Spinal Cord Injury in Mice Repaired with Human Stem Cells




Spinal Cord Injury in Mice Repaired with Human Stem Cells

According to new research published recently in the United States, partially paralyzed mice who received human stem cells injected into the damaged spinal cord experienced a significant improvement in their condition.  The human stem cells, supplied by a California company, StemCells Inc, formed new neural cells in the treated mice.  These neural cells included oligodendrocytes, which help to transmit electric signals to damaged spinal cord nerve cells. 

This research was performed at the University of California at Irvine and funded by the Christopher Reeve Paralysis Foundation and National Institutes for Health.  Researchers designed the study to determine the effect of human stem cell treatment on mice with partial paralysis from spinal cord injury.  One group of mice was injected with human stem cells and the other group was not.  Sixteen weeks after the transplants, all the mice with spinal cord injuries were evaluated.  The paralyzed mice that stem cell treatment showed “long-term recovery” in walking ability, whereas their non-treated counterparts did not. 

Though much more research needs to be completed, this study provides hope that humans with spinal cord injuries may benefit from stem cell treatment.  The UC Irvine researchers wrote in the Proceedings of the National Academy of Sciences that, “Additional animal studies are necessary both to establish the mechanisms of recovery and to evaluate the potential of these cells for possible therapeutic use.”  It is also unclear how long stem cell treatment provides desirable effects in subjects with spinal cord injury. 

StemCell Inc. recently filed an application requesting permission from the federal government to begin administering human stem cell treatment to infants with Batten disease.  Batten disease is a fatal hereditary condition that destroys the nervous system, leading to vision loss, seizures, mental retardation, loss of motor and cognitive skills, and death. 

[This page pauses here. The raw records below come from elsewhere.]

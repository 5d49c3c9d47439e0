//! On-demand active existence probing.
//!
//! One probe walks a configured escalation schedule: cheap short attempts
//! first, longer ones only once those fail, so the common case stays fast
//! while the worst case stays bounded. Every attempt is a one-shot external
//! command with an enforced wall-clock timeout; a hung check can never stall
//! the evaluator. All failure modes — timeout, non-zero exit, empty output,
//! spawn error — collapse to `false` and are never surfaced as errors.

use std::future::Future;
use std::process::Stdio;
use std::sync::Arc;
use std::time::Duration;

use tokio::process::Command;
use tracing::debug;

use crate::config::ProbeConfig;
use crate::types::TrackedDevice;

/// Seam between the evaluator and whatever performs existence checks.
pub trait DeviceProber: Send + Sync {
    /// Check whether `device` is reachable right now.
    fn probe(&self, device: &TrackedDevice) -> impl Future<Output = bool> + Send;
}

impl<P: DeviceProber> DeviceProber for Arc<P> {
    fn probe(&self, device: &TrackedDevice) -> impl Future<Output = bool> + Send {
        P::probe(self, device)
    }
}

/// Prober that shells out to external existence-check commands.
#[derive(Debug, Clone)]
pub struct ShellProber {
    config: ProbeConfig,
}

impl ShellProber {
    /// Create a prober from its configuration.
    #[must_use]
    pub fn new(config: ProbeConfig) -> Self {
        Self { config }
    }

    async fn attempt(&self, device: &TrackedDevice, timeout: Duration) -> bool {
        if let Some(output) =
            run_bounded(&self.config.command, device.address.as_str(), timeout).await
        {
            if output.status.success() && marker_match(&output.stdout, &self.config.success_markers)
            {
                debug!(address = %device.address, "active probe hit");
                return true;
            }
        }

        if let Some(fallback) = &self.config.fallback_command {
            if let Some(output) = run_bounded(fallback, device.address.as_str(), timeout).await {
                if output.status.success() && !output.stdout.is_empty() {
                    debug!(address = %device.address, "active probe hit via fallback");
                    return true;
                }
            }
        }

        false
    }
}

impl DeviceProber for ShellProber {
    async fn probe(&self, device: &TrackedDevice) -> bool {
        let stages = &self.config.stages;
        for (index, stage) in stages.iter().enumerate() {
            for attempt in 1..=stage.attempts {
                debug!(
                    address = %device.address,
                    stage = index + 1,
                    attempt,
                    timeout = ?stage.timeout(),
                    "active probe attempt"
                );
                if self.attempt(device, stage.timeout()).await {
                    return true;
                }
                if attempt < stage.attempts {
                    tokio::time::sleep(stage.pause()).await;
                }
            }
            if index + 1 < stages.len() {
                tokio::time::sleep(stage.pause()).await;
            }
        }
        debug!(address = %device.address, "active probe exhausted all stages");
        false
    }
}

/// Run one existence-check command with `address` appended, bounded by
/// `timeout`. `kill_on_drop` guarantees the child is reaped when the timeout
/// cancels the wait.
async fn run_bounded(
    command: &[String],
    address: &str,
    timeout: Duration,
) -> Option<std::process::Output> {
    let (program, args) = command.split_first()?;
    let child = match Command::new(program)
        .args(args)
        .arg(address)
        .stdin(Stdio::null())
        .stdout(Stdio::piped())
        .stderr(Stdio::piped())
        .kill_on_drop(true)
        .spawn()
    {
        Ok(child) => child,
        Err(err) => {
            debug!(command = %program, error = %err, "existence check failed to spawn");
            return None;
        }
    };

    match tokio::time::timeout(timeout, child.wait_with_output()).await {
        Ok(Ok(output)) => Some(output),
        Ok(Err(err)) => {
            debug!(command = %program, error = %err, "existence check failed");
            None
        }
        Err(_) => {
            // the cancelled wait dropped the Child; kill_on_drop reaps it
            debug!(command = %program, timeout = ?timeout, "existence check timed out");
            None
        }
    }
}

fn marker_match(stdout: &[u8], markers: &[String]) -> bool {
    let text = String::from_utf8_lossy(stdout);
    if markers.is_empty() {
        return !text.trim().is_empty();
    }
    markers.iter().any(|marker| text.contains(marker.as_str()))
}
//! Core domain types: tracked devices, observation state, probe outcomes.

use std::fmt;
use std::str::FromStr;
use std::time::{Duration, Instant};

use once_cell::sync::Lazy;
use regex::Regex;
use serde::{Deserialize, Serialize};

static ADDRESS_RE: Lazy<Regex> =
    Lazy::new(|| Regex::new(r"^[0-9A-Fa-f]{2}(?::[0-9A-Fa-f]{2}){5}$").expect("valid regex"));

/// Pattern for pulling a 6-octet colon-hex address out of free-form scanner output.
pub(crate) static ADDRESS_EXTRACT_RE: Lazy<Regex> =
    Lazy::new(|| Regex::new(r"(?i)[0-9a-f]{2}(?::[0-9a-f]{2}){5}").expect("valid regex"));

/// A Bluetooth hardware address in canonical form (uppercase, colon-separated).
///
/// Construction goes through [`FromStr`], which validates and canonicalizes,
/// so two `DeviceAddress` values compare equal regardless of the case they
/// were written in.
#[derive(Debug, Clone, PartialEq, Eq, Hash, Serialize)]
#[serde(transparent)]
pub struct DeviceAddress(String);

impl DeviceAddress {
    /// The canonical string form, e.g. `0C:15:63:DF:61:2F`.
    #[must_use]
    pub fn as_str(&self) -> &str {
        &self.0
    }
}

impl FromStr for DeviceAddress {
    type Err = InvalidAddress;

    fn from_str(s: &str) -> Result<Self, Self::Err> {
        let trimmed = s.trim();
        if ADDRESS_RE.is_match(trimmed) {
            Ok(Self(trimmed.to_ascii_uppercase()))
        } else {
            Err(InvalidAddress(s.to_string()))
        }
    }
}

impl fmt::Display for DeviceAddress {
    fn fmt(&self, f: &mut fmt::Formatter<'_>) -> fmt::Result {
        f.write_str(&self.0)
    }
}

impl<'de> Deserialize<'de> for DeviceAddress {
    fn deserialize<D>(deserializer: D) -> Result<Self, D::Error>
    where
        D: serde::Deserializer<'de>,
    {
        let s = String::deserialize(deserializer)?;
        s.parse().map_err(serde::de::Error::custom)
    }
}

/// Error returned when a string is not a 6-octet colon-hex hardware address.
#[derive(Debug, Clone, thiserror::Error)]
#[error("not a valid hardware address: '{0}'")]
pub struct InvalidAddress(pub String);

/// One wireless tag the system watches for. The device set is fixed at
/// startup; there is no dynamic add/remove.
#[derive(Debug, Clone, Serialize, Deserialize)]
pub struct TrackedDevice {
    /// Hardware address of the tag.
    pub address: DeviceAddress,

    /// Optional human-readable label shown in logs and status output.
    #[serde(default)]
    pub label: Option<String>,
}

impl TrackedDevice {
    /// Label if configured, otherwise the address.
    #[must_use]
    pub fn display_name(&self) -> &str {
        self.label.as_deref().unwrap_or_else(|| self.address.as_str())
    }
}

/// Per-device presence verdict. `Unknown` only exists before the first
/// completed evaluation cycle; afterwards the evaluator always decides
/// `Present` or `Absent`.
#[derive(Debug, Clone, Copy, PartialEq, Eq, Serialize, Deserialize)]
#[serde(rename_all = "lowercase")]
pub enum PresenceState {
    /// Not evaluated yet.
    Unknown,
    /// The device is considered nearby.
    Present,
    /// The device is considered away.
    Absent,
}

impl PresenceState {
    /// Whether this state counts toward the global presence flag.
    #[must_use]
    pub fn is_present(self) -> bool {
        matches!(self, Self::Present)
    }
}

/// Outcome of the most recent evaluation step for a device.
#[derive(Debug, Clone, Copy, PartialEq, Eq, Serialize, Deserialize)]
#[serde(rename_all = "lowercase")]
pub enum ProbeOutcome {
    /// Never evaluated.
    Never,
    /// An active probe confirmed the device.
    Hit,
    /// An active probe found nothing.
    Miss,
    /// Probing was skipped (passive sighting inside the grace period, or
    /// the staleness/cooldown gate was not open).
    Skip,
}

/// Everything the engine knows about one tracked device.
///
/// Timestamps are monotonic [`Instant`]s; `None` means "never". `last_seen`
/// only ever advances, and `consecutive_failures` is capped by the store.
#[derive(Debug, Clone)]
pub struct DeviceObservation {
    /// Most recent sighting, passive or probe-confirmed.
    pub last_seen: Option<Instant>,

    /// When the last active probe was started.
    pub last_probe: Option<Instant>,

    /// Consecutive failed probes, capped at `max_failures + 1`.
    pub consecutive_failures: u32,

    /// Current verdict; mutated only by the evaluator.
    pub presence: PresenceState,

    /// Outcome of the most recent evaluation step.
    pub last_result: ProbeOutcome,
}

impl DeviceObservation {
    pub(crate) fn new() -> Self {
        Self {
            last_seen: None,
            last_probe: None,
            consecutive_failures: 0,
            presence: PresenceState::Unknown,
            last_result: ProbeOutcome::Never,
        }
    }

    /// Whether the device was sighted within `window` of `now`.
    #[must_use]
    pub fn seen_within(&self, now: Instant, window: Duration) -> bool {
        self.last_seen
            .is_some_and(|t| now.saturating_duration_since(t) <= window)
    }
}
//! Actuation capability contract.
//!
//! The engine never touches hardware directly; it drives whatever implements
//! [`ActuationGateway`]. The real implementation lives with the binary (GPIO
//! relay, LED, buzzer); tests substitute a recording double.

use std::future::Future;
use std::sync::Arc;
use std::time::Duration;

/// Capability set consumed by the presence engine.
pub trait ActuationGateway: Send + Sync {
    /// Pulse the actuator for its configured duration, then release it.
    fn activate(&self) -> impl Future<Output = ()> + Send;

    /// Reconfigure the repeating indicator blink pattern run by an
    /// independent task.
    fn set_indicator_rate(&self, on: Duration, off: Duration) -> impl Future<Output = ()> + Send;

    /// Emit `count` on/off pulses. Blocks the caller for
    /// `count * 2 * pulse`.
    fn signal(&self, count: u32, pulse: Duration) -> impl Future<Output = ()> + Send;
}

impl<G: ActuationGateway> ActuationGateway for Arc<G> {
    fn activate(&self) -> impl Future<Output = ()> + Send {
        G::activate(self)
    }

    fn set_indicator_rate(&self, on: Duration, off: Duration) -> impl Future<Output = ()> + Send {
        G::set_indicator_rate(self, on, off)
    }

    fn signal(&self, count: u32, pulse: Duration) -> impl Future<Output = ()> + Send {
        G::signal(self, count, pulse)
    }
}

/// An audible transition announcement: `count` pulses of `pulse` length.
#[derive(Debug, Clone, Copy, PartialEq, Eq)]
pub struct SignalPattern {
    /// Number of on/off pulses.
    pub count: u32,
    /// Length of each half-pulse.
    pub pulse: Duration,
}

/// An indicator blink cadence.
#[derive(Debug, Clone, Copy, PartialEq, Eq)]
pub struct BlinkRate {
    /// Time the indicator stays on.
    pub on: Duration,
    /// Time the indicator stays off.
    pub off: Duration,
}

If the results of this spinal cord injury research prove consistent and show sustained benefit in subsequent studies, stem cells may be the most promising treatment ever developed for people who become paralyzed from spinal cord injury and other neurologic conditions, like Batten disease.  At least 250,000 Americans are currently living with paralysis from spinal cord injury.  Each year, another 11,000 people suffer a serious spinal cord injury.  Most of these largely preventable injuries are the result of vehicle accidents or other personal injury situations.